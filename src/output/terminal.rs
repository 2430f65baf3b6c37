//! Terminal output utilities.
//!
//! Startup banner and the end of run summary.

use crate::dialect::Dialect;
use crate::models::{protocol_name, RouteTable};
use colored::Colorize;
use itertools::Itertools;

/// Format a value as a quoted, right-aligned field.
///
/// # Arguments
/// * `value` - The value to format
/// * `width` - The minimum width of the field
///
/// # Returns
/// A quoted, right-aligned string
pub fn format_field<T: ToString>(value: T, width: usize) -> String {
    let value_str = value.to_string();
    let quoted = format!("\"{value_str}\"");
    let quoted_len = quoted.len();

    if quoted_len >= width {
        quoted
    } else {
        format!("{quoted:>width$}")
    }
}

/// Print the parser name and version.
pub fn write_banner(dialect: Dialect) {
    println!(
        "{} Route Parser version: '{}'  ({})",
        dialect,
        env!("CARGO_PKG_VERSION").green(),
        chrono::Local::now().format("%Y-%m-%d %H:%M:%S")
    );
}

/// Path count per protocol label, most frequent first, ties by label.
pub fn protocol_counts(table: &RouteTable) -> Vec<(String, usize)> {
    table
        .iter()
        .flat_map(|r| r.paths.iter().map(|p| p.protocol_label.clone()))
        .counts()
        .into_iter()
        .sorted_by(|a, b| b.1.cmp(&a.1).then_with(|| a.0.cmp(&b.0)))
        .collect()
}

/// Print route, path and per-protocol totals.
pub fn print_summary(table: &RouteTable) {
    let ecmp_routes = table.iter().filter(|r| r.is_ecmp()).count();
    println!(
        "#{}# routes={} paths={} ecmp_routes={}",
        "SUMMARY".on_blue(),
        format_field(table.len(), 6),
        format_field(table.path_count(), 6),
        format_field(ecmp_routes, 6)
    );
    for (label, count) in protocol_counts(table) {
        let name = protocol_name(&label);
        let shown = if name == label {
            label.clone()
        } else {
            format!("{label} ({name})")
        };
        println!("  {} {}", format_field(count, 8), shown.cyan());
    }
}
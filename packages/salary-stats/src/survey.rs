//! Quick looks at a board beyond salary statistics: vacancy counts over two
//! time windows, and developer job titles.

use chrono::Utc;
use tracing::warn;

use crate::error::FetchError;
use crate::pager::Pager;
use crate::traits::JobBoard;
use crate::types::{Listing, SearchQuery};

/// Vacancy totals for a query over all time and over a recent window.
#[derive(Debug, Clone, PartialEq)]
pub struct VacancyCounts {
    pub all_time: u64,
    pub recent: u64,
    pub recency_days: u32,
    /// First listings of the recent window, in board order.
    pub recent_sample: Vec<Listing>,
}

/// Read the totals from the first page of each window.
pub async fn count_vacancies<B>(
    board: &B,
    query: &SearchQuery,
    recency_days: u32,
    sample_size: usize,
) -> Result<VacancyCounts, FetchError>
where
    B: JobBoard + ?Sized,
{
    let all_time_query = SearchQuery {
        recency_days: None,
        published_after: None,
        ..query.clone()
    };
    let all_time = board.fetch_page(&all_time_query, 0).await?;

    let recent_query = SearchQuery {
        recency_days: Some(recency_days),
        published_after: None,
        ..query.clone()
    }
    .anchored(Utc::now());
    let recent = board.fetch_page(&recent_query, 0).await?;

    Ok(VacancyCounts {
        all_time: all_time.total_found,
        recent: recent.total_found,
        recency_days,
        recent_sample: recent.listings.into_iter().take(sample_size).collect(),
    })
}

const DEVELOPER_TITLES: &[&str] = &["программист", "разработчик"];

/// Whether a job title names a programmer or developer position.
pub fn is_developer_title(title: &str) -> bool {
    let title = title.to_lowercase();
    DEVELOPER_TITLES.iter().any(|word| title.contains(word))
}

/// `"<title>, <city>"` for every developer listing of every language.
///
/// A language whose fetch fails is skipped with a warning.
pub async fn developer_titles<B>(
    board: &B,
    languages: &[String],
    query_for: impl Fn(&str) -> SearchQuery,
    max_pages: u32,
) -> Vec<String>
where
    B: JobBoard + ?Sized,
{
    let mut titles = Vec::new();
    for language in languages {
        let batches = match Pager::new(board, query_for(language), max_pages)
            .collect_all()
            .await
        {
            Ok(batches) => batches,
            Err(e) => {
                warn!(board = board.name(), language = %language, error = %e, "Skipping language");
                continue;
            }
        };

        titles.extend(
            batches
                .iter()
                .flat_map(|b| b.listings.iter())
                .filter(|l| is_developer_title(&l.title))
                .map(|l| match &l.city {
                    Some(city) => format!("{}, {}", l.title, city),
                    None => l.title.clone(),
                }),
        );
    }
    titles
}

#[cfg(test)]
mod tests {
    use super::*;
    use crate::testing::ScriptedBoard;
    use crate::types::BoardPage;

    fn titled(title: &str, city: Option<&str>) -> Listing {
        Listing {
            title: title.to_string(),
            city: city.map(str::to_string),
            ..Default::default()
        }
    }

    #[test]
    fn developer_titles_are_case_insensitive() {
        assert!(is_developer_title("Ведущий Программист C++"));
        assert!(is_developer_title("РАЗРАБОТЧИК Python"));
        assert!(!is_developer_title("Тестировщик"));
    }

    #[tokio::test]
    async fn counts_both_windows() {
        // The scripted board keys on text only, so both windows see one script.
        let board = ScriptedBoard::new("hh").with_raw_pages(
            "программист",
            vec![BoardPage {
                listings: (0..8).map(|i| titled(&format!("Job {i}"), None)).collect(),
                total_found: 1200,
                has_more: true,
            }],
        );

        let counts = count_vacancies(&board, &SearchQuery::new("программист", 1), 30, 5)
            .await
            .unwrap();

        assert_eq!(counts.all_time, 1200);
        assert_eq!(counts.recent, 1200);
        assert_eq!(counts.recent_sample.len(), 5);
        let queries = board.queries();
        let windows: Vec<Option<u32>> = queries.iter().map(|q| q.recency_days).collect();
        assert_eq!(windows, vec![None, Some(30)]);
        assert!(queries[0].published_after.is_none());
        assert!(queries[1].published_after.is_some());
    }

    #[tokio::test]
    async fn titles_filter_and_skip_failures() {
        let board = ScriptedBoard::new("sj")
            .with_pages(
                "Python",
                3,
                vec![
                    vec![titled("Программист Python", Some("Москва")), titled("Аналитик", Some("Москва"))],
                    vec![titled("Python-разработчик", None)],
                ],
            )
            .with_failure("Java", 0, "503");
        let languages = vec!["Java".to_string(), "Python".to_string()];

        let titles = developer_titles(&board, &languages, |l| SearchQuery::new(l, 4), 10).await;

        assert_eq!(titles, vec!["Программист Python, Москва", "Python-разработчик"]);
    }
}
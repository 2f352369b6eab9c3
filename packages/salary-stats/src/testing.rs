//! Testing utilities: a scripted job board that never touches the network.

use async_trait::async_trait;
use std::collections::HashMap;
use std::sync::{Arc, Mutex};

use crate::error::FetchError;
use crate::traits::JobBoard;
use crate::types::{BoardPage, Listing, SalaryRange, SearchQuery};

enum Scripted {
    Page(BoardPage),
    Fail(String),
}

/// A [`JobBoard`] that replays pre-recorded pages per query text.
///
/// Unknown queries and pages past the script return an empty final page.
/// Every request is recorded for assertions.
#[derive(Clone)]
pub struct ScriptedBoard {
    name: String,
    scripts: Arc<Mutex<HashMap<String, Vec<Scripted>>>>,
    calls: Arc<Mutex<Vec<(SearchQuery, u32)>>>,
}

impl ScriptedBoard {
    pub fn new(name: impl Into<String>) -> Self {
        Self {
            name: name.into(),
            scripts: Arc::new(Mutex::new(HashMap::new())),
            calls: Arc::new(Mutex::new(Vec::new())),
        }
    }

    /// Script `pages` for `text`, every page reporting `total_found`.
    /// All but the last page claim more results.
    pub fn with_pages(self, text: &str, total_found: u64, pages: Vec<Vec<Listing>>) -> Self {
        let count = pages.len();
        let pages = pages
            .into_iter()
            .enumerate()
            .map(|(i, listings)| BoardPage {
                listings,
                total_found,
                has_more: i + 1 < count,
            })
            .collect();
        self.with_raw_pages(text, pages)
    }

    pub fn with_raw_pages(self, text: &str, pages: Vec<BoardPage>) -> Self {
        self.scripts
            .lock()
            .unwrap()
            .insert(text.to_string(), pages.into_iter().map(Scripted::Page).collect());
        self
    }

    /// Make request `page` of `text` fail with a transport error.
    pub fn with_failure(self, text: &str, page: u32, message: &str) -> Self {
        {
            let mut scripts = self.scripts.lock().unwrap();
            let pages = scripts.entry(text.to_string()).or_default();
            let page = page as usize;
            while pages.len() < page {
                pages.push(Scripted::Page(BoardPage::default()));
            }
            let failure = Scripted::Fail(message.to_string());
            if page < pages.len() {
                pages[page] = failure;
            } else {
                pages.push(failure);
            }
        }
        self
    }

    /// `(query text, page)` of every request, in order.
    pub fn calls(&self) -> Vec<(String, u32)> {
        self.calls
            .lock()
            .unwrap()
            .iter()
            .map(|(q, page)| (q.text.clone(), *page))
            .collect()
    }

    /// Full queries of every request, in order.
    pub fn queries(&self) -> Vec<SearchQuery> {
        self.calls.lock().unwrap().iter().map(|(q, _)| q.clone()).collect()
    }

    pub fn call_count(&self) -> usize {
        self.calls.lock().unwrap().len()
    }
}

#[async_trait]
impl JobBoard for ScriptedBoard {
    fn name(&self) -> &str {
        &self.name
    }

    async fn fetch_page(&self, query: &SearchQuery, page: u32) -> Result<BoardPage, FetchError> {
        self.calls.lock().unwrap().push((query.clone(), page));

        let scripts = self.scripts.lock().unwrap();
        match scripts.get(&query.text).and_then(|p| p.get(page as usize)) {
            Some(Scripted::Page(p)) => Ok(p.clone()),
            Some(Scripted::Fail(message)) => Err(FetchError::Transport {
                board: self.name.clone(),
                source: message.clone().into(),
            }),
            None => Ok(BoardPage::default()),
        }
    }
}

/// A listing with the given salary bounds.
pub fn listing(from: Option<f64>, to: Option<f64>, currency: &str) -> Listing {
    Listing {
        salary: Some(SalaryRange::new(from, to, currency)),
        ..Default::default()
    }
}

/// A listing that publishes no salary.
pub fn listing_without_salary() -> Listing {
    Listing::default()
}
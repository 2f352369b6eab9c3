use async_trait::async_trait;
use superjob_client::{SuperJobClient, SuperJobError, Vacancy, VacancySearch};

use crate::error::FetchError;
use crate::traits::JobBoard;
use crate::types::{BoardPage, Listing, SalaryRange, SearchQuery};

const NAME: &str = "SuperJob";

/// SuperJob vacancy search. Pagination ends when `more` is false.
///
/// The publication window is taken from [`SearchQuery::published_after`];
/// an unanchored query is sent without one.
#[derive(Debug)]
pub struct SuperJobBoard {
    client: SuperJobClient,
    catalogue: Option<u32>,
}

impl SuperJobBoard {
    pub fn new(client: SuperJobClient) -> Self {
        Self {
            client,
            catalogue: None,
        }
    }

    /// Restrict searches to one catalogue section.
    pub fn with_catalogue(mut self, catalogue: Option<u32>) -> Self {
        self.catalogue = catalogue;
        self
    }

    fn search_for(&self, query: &SearchQuery, page: u32) -> VacancySearch {
        VacancySearch {
            keyword: query.text.clone(),
            town: query.region,
            catalogues: self.catalogue,
            page,
            count: query.page_size,
            date_published_from: query.published_after.map(|t| t.timestamp()),
            no_agreement: query.require_salary.then_some(1),
        }
    }
}

#[async_trait]
impl JobBoard for SuperJobBoard {
    fn name(&self) -> &str {
        NAME
    }

    async fn fetch_page(&self, query: &SearchQuery, page: u32) -> Result<BoardPage, FetchError> {
        let response = self
            .client
            .search_vacancies(&self.search_for(query, page))
            .await
            .map_err(fetch_error)?;

        Ok(BoardPage {
            has_more: response.more,
            total_found: response.total,
            listings: response.objects.into_iter().map(Listing::from).collect(),
        })
    }
}

impl From<Vacancy> for Listing {
    fn from(vacancy: Vacancy) -> Self {
        let published = vacancy.payment_from.is_some() || vacancy.payment_to.is_some();
        Listing {
            id: vacancy.id.to_string(),
            title: vacancy.profession,
            salary: published.then(|| SalaryRange {
                from: vacancy.payment_from,
                to: vacancy.payment_to,
                currency: vacancy.currency,
            }),
            employer: vacancy.firm_name,
            city: vacancy.town.map(|t| t.title),
            url: vacancy.link,
        }
    }
}

fn fetch_error(err: SuperJobError) -> FetchError {
    match err {
        SuperJobError::Api { status, message } => FetchError::Status {
            board: NAME.to_string(),
            status,
            message,
        },
        SuperJobError::Http(e) => FetchError::Transport {
            board: NAME.to_string(),
            source: Box::new(e),
        },
    }
}

#[cfg(test)]
mod tests {
    use super::*;
    use crate::pager::Pager;
    use chrono::{Duration, TimeZone, Utc};
    use mockito::Matcher;

    #[test]
    fn query_maps_filters() {
        let client = SuperJobClient::new("key").unwrap();
        let board = SuperJobBoard::new(client).with_catalogue(Some(48));
        let mut query = SearchQuery::new("Python", 4);
        query.recency_days = Some(30);
        query.require_salary = true;
        let now = Utc.with_ymd_and_hms(2024, 3, 31, 12, 0, 0).unwrap();
        let query = query.anchored(now);

        let search = board.search_for(&query, 2);
        assert_eq!(search.keyword, "Python");
        assert_eq!(search.town, 4);
        assert_eq!(search.catalogues, Some(48));
        assert_eq!(search.page, 2);
        assert_eq!(search.no_agreement, Some(1));

        assert_eq!(
            search.date_published_from,
            Some((now - Duration::days(30)).timestamp())
        );
        assert_eq!(board.search_for(&query, 3).date_published_from, search.date_published_from);
    }

    #[test]
    fn zero_payments_still_map_to_range() {
        let vacancy: Vacancy = serde_json::from_str(
            r#"{"id": 5, "profession": "Разработчик", "payment_from": 0,
                "payment_to": 0, "currency": "rub"}"#,
        )
        .unwrap();
        let listing = Listing::from(vacancy);
        let salary = listing.salary.unwrap();
        assert_eq!(salary.from, Some(0.0));
        assert_eq!(crate::salary::predict_salary(salary.from, salary.to), None);
    }

    #[tokio::test]
    async fn follows_more_flag() {
        let mut server = mockito::Server::new_async().await;
        let mut mocks = Vec::new();
        for (page, more) in [(0, true), (1, true), (2, false)] {
            let mock = server
                .mock("GET", "/2.0/vacancies/")
                .match_query(Matcher::UrlEncoded("page".into(), page.to_string()))
                .with_status(200)
                .with_body(format!(
                    r#"{{"objects": [{{"id": {page}, "profession": "Программист",
                        "payment_from": 100000, "payment_to": 0, "currency": "rub"}}],
                       "total": 3, "more": {more}}}"#
                ))
                .expect(1)
                .create_async()
                .await;
            mocks.push(mock);
        }

        let client = SuperJobClient::new("key").unwrap().with_base_url(server.url());
        let board = SuperJobBoard::new(client);
        let batches = Pager::new(&board, SearchQuery::new("Python", 4), 100)
            .collect_all()
            .await
            .unwrap();

        for mock in &mocks {
            mock.assert_async().await;
        }
        assert_eq!(batches.len(), 3);
        assert!(batches.iter().all(|b| b.total_found == 3));
    }
}
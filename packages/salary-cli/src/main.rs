//! Vacancy salary statistics CLI
//!
//! Prints, per programming language, how many vacancies hh.ru and SuperJob
//! report and the average salary of those that publish one.

use anyhow::Result;
use clap::{Parser, Subcommand};
use std::process::ExitCode;
use tracing_subscriber::{layer::SubscriberExt, util::SubscriberInitExt};

mod cmd;

#[derive(Parser)]
#[command(name = "salary-stats")]
#[command(about = "Salary statistics for programming-language vacancies")]
#[command(version)]
struct Cli {
    /// Only log warnings and errors
    #[arg(short, long, global = true)]
    quiet: bool,

    #[command(subcommand)]
    command: Option<Commands>,
}

#[derive(Subcommand)]
enum Commands {
    /// Average salary per language (default)
    Report(cmd::report::ReportArgs),

    /// hh.ru vacancy counts over all time and the last N days
    Count(cmd::count::CountArgs),

    /// Developer vacancy titles from SuperJob
    Titles(cmd::titles::TitlesArgs),
}

#[tokio::main]
async fn main() -> ExitCode {
    // Load environment variables
    let _ = dotenvy::dotenv();

    let cli = Cli::parse();
    init_tracing(cli.quiet);

    if let Err(e) = run(cli).await {
        eprintln!("Error: {:#}", e);
        return ExitCode::from(1);
    }
    ExitCode::SUCCESS
}

async fn run(cli: Cli) -> Result<()> {
    match cli.command {
        Some(Commands::Report(args)) => cmd::report::run(args).await,
        Some(Commands::Count(args)) => cmd::count::run(args).await,
        Some(Commands::Titles(args)) => cmd::titles::run(args).await,
        None => cmd::report::run(cmd::report::ReportArgs::default()).await,
    }
}

fn init_tracing(quiet: bool) {
    let default_filter = if quiet {
        "warn"
    } else {
        "info,salary_stats=debug,hh_client=info,superjob_client=info"
    };

    // Logs go to stderr; stdout carries the tables.
    tracing_subscriber::registry()
        .with(
            tracing_subscriber::EnvFilter::try_from_default_env()
                .unwrap_or_else(|_| default_filter.into()),
        )
        .with(
            tracing_subscriber::fmt::layer()
                .with_writer(std::io::stderr)
                .with_target(false),
        )
        .init();
}
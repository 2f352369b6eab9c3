//! Error types for the HeadHunter client.

use thiserror::Error;

/// Result type for HeadHunter client operations.
pub type Result<T> = std::result::Result<T, HhError>;

/// HeadHunter client errors.
#[derive(Debug, Error)]
pub enum HhError {
    /// Connection failed, timed out, or the body could not be read/decoded
    #[error("HTTP error: {0}")]
    Http(#[from] reqwest::Error),

    /// Non-2xx response from the API
    #[error("API error {status}: {message}")]
    Api { status: u16, message: String },
}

========

#### Task statement
Copy each line of the records that has "shown" in it.

#### Answer box
        let shown = if name == label {
        println!("  {} {}", format_field(count, 8), shown.cyan());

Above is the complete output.